Report each line of the data below in which "ralph" appears.

----- THE RECORDS -----

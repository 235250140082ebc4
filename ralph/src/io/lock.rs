//! Single-writer lock for a working directory (`.ralph/lock`).
//!
//! The lock file is created with no-clobber semantics and holds the owning
//! process id as its entire content. When the file already exists the owner
//! is probed with signal 0: a confirmed-dead owner is evicted and acquisition
//! retried, anything else is treated as contention.

use std::fs;
use std::io::{ErrorKind, Write};
use std::path::{Path, PathBuf};

use anyhow::{Context, Result, anyhow};
use nix::errno::Errno;
use nix::sys::signal::kill;
use nix::unistd::Pid;
use tracing::{debug, info, warn};

use crate::core::types::ProcessLiveness;

/// Create attempts before giving up to a concurrent acquirer.
const MAX_ATTEMPTS: usize = 2;

/// The lock is held by another (possibly live) run.
#[derive(Debug, thiserror::Error)]
#[error(
    "lock file {} exists{}; another run may be active",
    .path.display(),
    owner_suffix(.owner)
)]
pub struct LockHeldError {
    pub path: PathBuf,
    /// Owner pid, when the lock file could be parsed.
    pub owner: Option<u32>,
}

fn owner_suffix(owner: &Option<u32>) -> String {
    owner.map(|pid| format!(" (pid {pid})")).unwrap_or_default()
}

/// Answers "is this process id still running?".
pub trait LivenessProbe {
    fn probe(&self, pid: u32) -> ProcessLiveness;
}

/// Probe by sending the null signal (`kill(pid, 0)`).
#[derive(Debug, Clone, Copy, Default)]
pub struct SignalProbe;

impl LivenessProbe for SignalProbe {
    fn probe(&self, pid: u32) -> ProcessLiveness {
        // pid 0 and negative pids address process groups, never a single owner.
        let raw = match i32::try_from(pid) {
            Ok(raw) if raw > 0 => raw,
            _ => return ProcessLiveness::Unknown,
        };
        match kill(Pid::from_raw(raw), None) {
            Ok(()) => ProcessLiveness::Alive,
            Err(Errno::ESRCH) => ProcessLiveness::Dead,
            // EPERM: exists but belongs to someone else.
            Err(_) => ProcessLiveness::Unknown,
        }
    }
}

/// RAII guard for the lock file.
///
/// Dropping the guard deletes the lock file. Failures are logged, never raised.
#[derive(Debug)]
pub struct LockGuard {
    path: PathBuf,
    reclaimed_from: Option<u32>,
    released: bool,
}

impl LockGuard {
    pub fn path(&self) -> &Path {
        &self.path
    }

    /// True when no stale lock had to be evicted first.
    pub fn acquired_fresh(&self) -> bool {
        self.reclaimed_from.is_none()
    }

    /// Pid recorded in the stale lock this guard replaced.
    pub fn reclaimed_from(&self) -> Option<u32> {
        self.reclaimed_from
    }

    /// Release now and surface any error.
    pub fn release(mut self) -> Result<()> {
        self.released = true;
        release_lock(&self.path)
    }

    /// Forget the lock without touching the file (someone else already owns cleanup).
    pub fn disarm(mut self) {
        self.released = true;
    }
}

impl Drop for LockGuard {
    fn drop(&mut self) {
        if !self.released
            && let Err(err) = release_lock(&self.path)
        {
            warn!(path = %self.path.display(), err = %format!("{err:#}"), "failed to release lock");
        }
    }
}

/// Acquire the lock at `path` for the current process.
///
/// Fails with [`LockHeldError`] when the owner is alive, unknown, or the lock
/// content cannot be parsed.
pub fn acquire_lock<P: LivenessProbe + ?Sized>(path: &Path, probe: &P) -> Result<LockGuard> {
    let mut reclaimed_from = None;

    for attempt in 1..=MAX_ATTEMPTS {
        debug!(path = %path.display(), attempt, "creating lock file");
        match try_create(path) {
            Ok(()) => {
                info!(path = %path.display(), pid = std::process::id(), "lock acquired");
                return Ok(LockGuard {
                    path: path.to_path_buf(),
                    reclaimed_from,
                    released: false,
                });
            }
            Err(err) if err.kind() == ErrorKind::AlreadyExists => {}
            Err(err) => {
                return Err(err).with_context(|| format!("create lock file {}", path.display()));
            }
        }

        let owner = match read_lock_owner(path) {
            Ok(pid) => pid,
            // Owner released between our create and read; just retry.
            Err(err) if is_not_found(&err) => continue,
            Err(err) => {
                debug!(path = %path.display(), err = %format!("{err:#}"), "unreadable lock owner");
                return Err(LockHeldError {
                    path: path.to_path_buf(),
                    owner: None,
                }
                .into());
            }
        };

        let liveness = probe.probe(owner);
        debug!(owner, ?liveness, "probed lock owner");
        if liveness.counts_as_alive() {
            return Err(LockHeldError {
                path: path.to_path_buf(),
                owner: Some(owner),
            }
            .into());
        }

        info!(path = %path.display(), stale_pid = owner, "removing stale lock");
        release_lock(path).context("remove stale lock")?;
        reclaimed_from = Some(owner);
    }

    Err(anyhow!("unable to acquire lock {}", path.display()))
}

/// Delete the lock file. A missing file is not an error.
pub fn release_lock(path: &Path) -> Result<()> {
    match fs::remove_file(path) {
        Ok(()) => {
            debug!(path = %path.display(), "lock released");
            Ok(())
        }
        Err(err) if err.kind() == ErrorKind::NotFound => Ok(()),
        Err(err) => Err(err).with_context(|| format!("remove lock file {}", path.display())),
    }
}

/// Parse the owner pid recorded in a lock file.
pub fn read_lock_owner(path: &Path) -> Result<u32> {
    let contents =
        fs::read_to_string(path).with_context(|| format!("read lock file {}", path.display()))?;
    let token = contents
        .split_whitespace()
        .next()
        .ok_or_else(|| anyhow!("empty lock file {}", path.display()))?;
    let pid: u32 = token
        .parse()
        .with_context(|| format!("parse lock pid {token:?} from {}", path.display()))?;
    if pid == 0 {
        return Err(anyhow!("invalid lock pid 0 in {}", path.display()));
    }
    Ok(pid)
}

/// Stage the pid in a temp file, then move it into place only if `path` is absent.
///
/// Readers never observe a lock file without its pid.
fn try_create(path: &Path) -> std::io::Result<()> {
    let dir = path
        .parent()
        .filter(|parent| !parent.as_os_str().is_empty())
        .unwrap_or_else(|| Path::new("."));
    let mut staged = tempfile::Builder::new()
        .prefix(".lock-")
        .tempfile_in(dir)?;
    writeln!(staged, "{}", std::process::id())?;
    staged.as_file().sync_all()?;
    staged.persist_noclobber(path).map_err(|err| err.error)?;
    Ok(())
}

fn is_not_found(err: &anyhow::Error) -> bool {
    err.downcast_ref::<std::io::Error>()
        .is_some_and(|io| io.kind() == ErrorKind::NotFound)
}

-----

* [YOUR SOLUTION]
filename ralph/src/io/lock.rs
//! Single-writer lock for a working directory (`.ralph/lock`).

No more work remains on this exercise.